The only way to make voting machines safe is to have them print out the ballot, but at that point they’re just very expensive pencils.
That’s NOT Voter Fraud! Voter Fraud is when TRUMP LOSES!
I hope this is sarcasm… god I fuckin hope.
it is; that’s their entire account. you can tell who it is by the unique capitalization.
If you’re turned away and have the right to vote then your rights have been violated.
c/microblogpolitics
Just a slight correction in that it doesn’t sound like the City of New Orleans has much to do with this election, as it’s an election for a district the covers three parishes, the whole region. If anything, it seems like there may have been an effort to provide disproportionally more votes to the two more conservative parishes by giving the same total number of “available votes” to each polling station, whereas Orleans Parish could’ve hands-down elected their preferred candidate otherwise.
I actually found out it covers 5 parishes but they only had voting locations in 3, which makes the first come first serve thing even more bizarre.
The election was for one member on a board. The only reason there was an election was because a new candidate challenged the incumbent candidate, which usually never happens. Usually people remain on the board for as long as they would like to hold that position. Why this seat in particular?

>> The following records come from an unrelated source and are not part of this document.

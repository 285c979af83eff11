//! Error Types - Polycomm Error Handling
//!
//! One error type shared by the buffer layer and every communication backend.
//! Backend primitive failures travel as [`Error::Backend`] and are never
//! translated or retried by the collective layer.
//!
//! The non-fatal string truncation diagnostic is not an error; it is the
//! [`TruncationWarning`] record.
//!
//! @version 0.1.0
//! @author `Polycomm` Development Team

use thiserror::Error;

use crate::dtype::DType;

// =============================================================================
// Error Types
// =============================================================================

/// The main error type for Polycomm operations.
#[derive(Error, Debug, Clone, PartialEq)]
pub enum Error {
    /// An operand kind the requested collective cannot carry.
    #[error("Unsupported operand kind for {operation}: {kind}")]
    UnsupportedOperandKind {
        /// The collective that rejected the operand.
        operation: &'static str,
        /// Name of the rejected operand kind.
        kind: &'static str,
    },

    /// A capability the active backend cannot perform.
    #[error("Backend '{backend}' does not support {capability}")]
    NotSupported {
        /// Name of the backend.
        backend: String,
        /// The missing capability.
        capability: &'static str,
    },

    /// No backend registered under this name.
    #[error("Unknown backend: {name}")]
    UnknownBackend {
        /// The requested name.
        name: String,
    },

    /// A reduction identifier the backend does not understand.
    #[error("Unsupported reduce op: {op}")]
    UnsupportedReduceOp {
        /// The textual identifier.
        op: String,
    },

    /// Shape mismatch between buffers.
    #[error("Shape mismatch: expected {expected:?}, got {actual:?}")]
    ShapeMismatch {
        /// The expected shape.
        expected: Vec<usize>,
        /// The actual shape.
        actual: Vec<usize>,
    },

    /// Data type mismatch between buffers.
    #[error("DType mismatch: expected {expected}, got {actual}")]
    DTypeMismatch {
        /// The expected data type.
        expected: DType,
        /// The actual data type.
        actual: DType,
    },

    /// A rank outside `0..world_size`.
    #[error("Invalid rank {rank} for world size {world_size}")]
    InvalidRank {
        /// The offending rank.
        rank: usize,
        /// Size of the group.
        world_size: usize,
    },

    /// An encoded text row that does not decode.
    #[error("Invalid encoded text: {message}")]
    InvalidText {
        /// What was wrong with the row.
        message: String,
    },

    /// A collective issued after `finalize`.
    #[error("Backend '{backend}' has been finalized")]
    Finalized {
        /// Name of the backend.
        backend: String,
    },

    /// Failure reported by a backend primitive.
    #[error("Backend error: {message}")]
    Backend {
        /// Description from the backend.
        message: String,
    },

    /// Invalid construction options or environment.
    #[error("Invalid configuration: {message}")]
    InvalidConfig {
        /// Description of the problem.
        message: String,
    },

    /// A spawned worker failed.
    #[error("Worker {rank} failed: {message}")]
    Worker {
        /// Rank of the failing worker.
        rank: usize,
        /// The worker's error or panic message.
        message: String,
    },
}

// =============================================================================
// Result Type
// =============================================================================

/// A specialized Result type for Polycomm operations.
pub type Result<T> = core::result::Result<T, Error>;

// =============================================================================
// Helper Functions
// =============================================================================

impl Error {
    /// Creates an unsupported operand kind error.
    #[must_use]
    pub fn unsupported_operand(operation: &'static str, kind: &'static str) -> Self {
        Self::UnsupportedOperandKind { operation, kind }
    }

    /// Creates a not-supported error for a backend capability.
    #[must_use]
    pub fn not_supported(backend: impl Into<String>, capability: &'static str) -> Self {
        Self::NotSupported {
            backend: backend.into(),
            capability,
        }
    }

    /// Creates a shape mismatch error.
    #[must_use]
    pub fn shape_mismatch(expected: &[usize], actual: &[usize]) -> Self {
        Self::ShapeMismatch {
            expected: expected.to_vec(),
            actual: actual.to_vec(),
        }
    }

    /// Creates a backend primitive error.
    #[must_use]
    pub fn backend(message: impl Into<String>) -> Self {
        Self::Backend {
            message: message.into(),
        }
    }

    /// Creates an invalid configuration error.
    #[must_use]
    pub fn invalid_config(message: impl Into<String>) -> Self {
        Self::InvalidConfig {
            message: message.into(),
        }
    }

    /// Creates an invalid text error.
    #[must_use]
    pub fn invalid_text(message: impl Into<String>) -> Self {
        Self::InvalidText {
            message: message.into(),
        }
    }
}

// =============================================================================
// Diagnostics
// =============================================================================

/// Emitted when a string exceeds the fixed text encoding capacity.
///
/// The string is truncated and the operation proceeds.
#[derive(Debug, Clone, Copy, PartialEq, Eq)]
pub struct TruncationWarning {
    /// Length of the input in UTF-8 bytes.
    pub original_len: usize,
    /// Number of bytes kept.
    pub capacity: usize,
}

impl core::fmt::Display for TruncationWarning {
    fn fmt(&self, f: &mut core::fmt::Formatter<'_>) -> core::fmt::Result {
        write!(
            f,
            "Input string size {} is larger than {} and thus will be truncated",
            self.original_len, self.capacity
        )
    }
}

// =============================================================================
// Tests
// =============================================================================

The incumbent is the only board member from Orleans, and runs community gardens throughout the city, so I would argue that if anything, Orleans has a considerable amount to do with this particular election. How did the registrar even come up with that number if this is the first of its kind of election for this district?
I believe another member of the board will have a seat that can be challenged soon. If that seat is challenged, whichever Parish that board member is from hopefully gets a lot of support behind them of the people of the parish feel they’re doing a good job.
Also find it a little suspicious, this guy challenging her seat is a commercial fishing captain, and recently Louisiana Republicans passed a bill to deregulate seafood safety and hand oversight to the department that controls this board.
Actually found out the district covers 5 parishes but they only had voting locations in 3.
There is a separate registrar for each parish, so who is the “official” registrar they mention in the article and how did she generate that expect around 20 voters at each location number?